// locale-gate-cli/src/main.rs
// ============================================================================
// Module: Locale Gate CLI Entry Point
// Description: Single-command driver for the translation-consistency gate.
// Purpose: Load config, run one validation pass, render, and map exit codes.
// Dependencies: clap, locale-gate-config, locale-gate-core, thiserror.
// ============================================================================

//! ## Overview
//! The Locale Gate CLI runs one batch validation pass over a locale
//! directory tree and exits `0` when no blocking issue was found, `1` when
//! at least one was, and `2` when the source locale itself could not be
//! loaded. A CI environment switches output to plain text with
//! workflow-command annotations; it never changes validation outcome. All
//! user-facing strings are routed through the i18n catalog.

// ============================================================================
// SECTION: Imports
// ============================================================================

use std::io::Write;
use std::path::PathBuf;
use std::process::ExitCode;

use clap::ArgAction;
use clap::Parser;
use locale_gate_cli::report::RenderOptions;
use locale_gate_cli::report::annotation_lines;
use locale_gate_cli::report::detect_ci;
use locale_gate_cli::report::render_report;
use locale_gate_cli::t;
use locale_gate_config::LocaleGateConfig;
use locale_gate_core::GrammarParser;
use locale_gate_core::LocaleId;
use locale_gate_core::ValidationEngine;
use thiserror::Error;

// ============================================================================
// SECTION: Exit Codes
// ============================================================================

/// Exit status when at least one blocking issue was found.
const EXIT_BLOCKED: u8 = 1;
/// Exit status when the source locale could not be loaded at all.
const EXIT_SOURCE_UNREADABLE: u8 = 2;

// ============================================================================
// SECTION: CLI Types
// ============================================================================

/// Top-level CLI definition.
#[derive(Parser, Debug)]
#[command(name = "locale-gate", disable_help_subcommand = true, disable_version_flag = true)]
struct Cli {
    /// Print version information and exit.
    #[arg(long = "version", action = ArgAction::SetTrue)]
    show_version: bool,
    /// Path to the config file (defaults to `locale-gate.toml` if present).
    #[arg(long, value_name = "PATH")]
    config: Option<PathBuf>,
    /// Locale root directory (overrides the config).
    #[arg(long, value_name = "DIR")]
    root: Option<PathBuf>,
    /// Source locale identifier (overrides the config).
    #[arg(long = "source-locale", value_name = "LOCALE")]
    source_locale: Option<String>,
}

// ============================================================================
// SECTION: Errors
// ============================================================================

/// CLI error wrapper for localized error messages.
#[derive(Debug, Error)]
#[error("{message}")]
struct CliError {
    /// Human-readable error message.
    message: String,
}

impl CliError {
    /// Constructs a new [`CliError`] from a localized message.
    const fn new(message: String) -> Self {
        Self {
            message,
        }
    }
}

/// CLI result alias for fallible operations.
type CliResult<T> = Result<T, CliError>;

// ============================================================================
// SECTION: Entry Point
// ============================================================================

/// CLI entry point returning an exit code.
fn main() -> ExitCode {
    match run() {
        Ok(code) => code,
        Err(err) => emit_error(&err.to_string()),
    }
}

/// Executes one validation run end to end.
fn run() -> CliResult<ExitCode> {
    let cli = Cli::parse();

    if cli.show_version {
        let version = env!("CARGO_PKG_VERSION");
        write_stdout_line(&t!("main.version", version = version))
            .map_err(|err| CliError::new(output_error("stdout", &err)))?;
        return Ok(ExitCode::SUCCESS);
    }

    let config = LocaleGateConfig::load(cli.config.as_deref())
        .map_err(|err| CliError::new(t!("config.load_failed", error = err)))?;

    let mut engine_config = config.engine_config();
    if let Some(root) = cli.root {
        engine_config.root = root;
    }
    if let Some(source_locale) = cli.source_locale {
        engine_config.source_locale = LocaleId::new(source_locale);
    }

    let ci = detect_ci(
        std::env::var("CI").ok().as_deref(),
        std::env::var("GITHUB_ACTIONS").ok().as_deref(),
    );

    let parser = GrammarParser::new();
    let engine = ValidationEngine::new(engine_config.clone(), &parser);
    let report = match engine.run() {
        Ok(report) => report,
        Err(err) => {
            let _ = write_stderr_line(&t!("run.fatal", error = err));
            return Ok(ExitCode::from(EXIT_SOURCE_UNREADABLE));
        }
    };

    let options = RenderOptions {
        color: !ci,
        missing_display_cap: config.report.missing_display_cap,
        bar_width: config.report.bar_width,
    };
    let rendered = render_report(&report, &options);
    write_stdout(&rendered).map_err(|err| CliError::new(output_error("stdout", &err)))?;

    if ci {
        for line in annotation_lines(&report, &engine_config.root) {
            write_stdout_line(&line)
                .map_err(|err| CliError::new(output_error("stdout", &err)))?;
        }
    }

    if report.has_errors() {
        Ok(ExitCode::from(EXIT_BLOCKED))
    } else {
        Ok(ExitCode::SUCCESS)
    }
}

// ============================================================================
// SECTION: Output Helpers
// ============================================================================

/// Writes a string to stdout without a trailing newline.
fn write_stdout(text: &str) -> std::io::Result<()> {
    let mut stdout = std::io::stdout();
    stdout.write_all(text.as_bytes())
}

/// Writes a single line to stdout.
fn write_stdout_line(message: &str) -> std::io::Result<()> {
    let mut stdout = std::io::stdout();
    writeln!(&mut stdout, "{message}")
}

/// Writes a single line to stderr.
fn write_stderr_line(message: &str) -> std::io::Result<()> {
    let mut stderr = std::io::stderr();
    writeln!(&mut stderr, "{message}")
}

/// Formats a localized output error message.
fn output_error(stream: &str, error: &std::io::Error) -> String {
    let stream_label = match stream {
        "stdout" => t!("output.stream.stdout"),
        "stderr" => t!("output.stream.stderr"),
        _ => t!("output.stream.unknown"),
    };
    t!("output.write_failed", stream = stream_label, error = error)
}

/// Emits an error message to stderr and returns a failure exit code.
fn emit_error(message: &str) -> ExitCode {
    let _ = write_stderr_line(message);
    ExitCode::FAILURE
}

────────────────────────────────────────

**Work item:**
Copy out each line of the entries above that holds "main".

**Response:**
// locale-gate-cli/src/main.rs
fn main() -> ExitCode {
        write_stdout_line(&t!("main.version", version = version))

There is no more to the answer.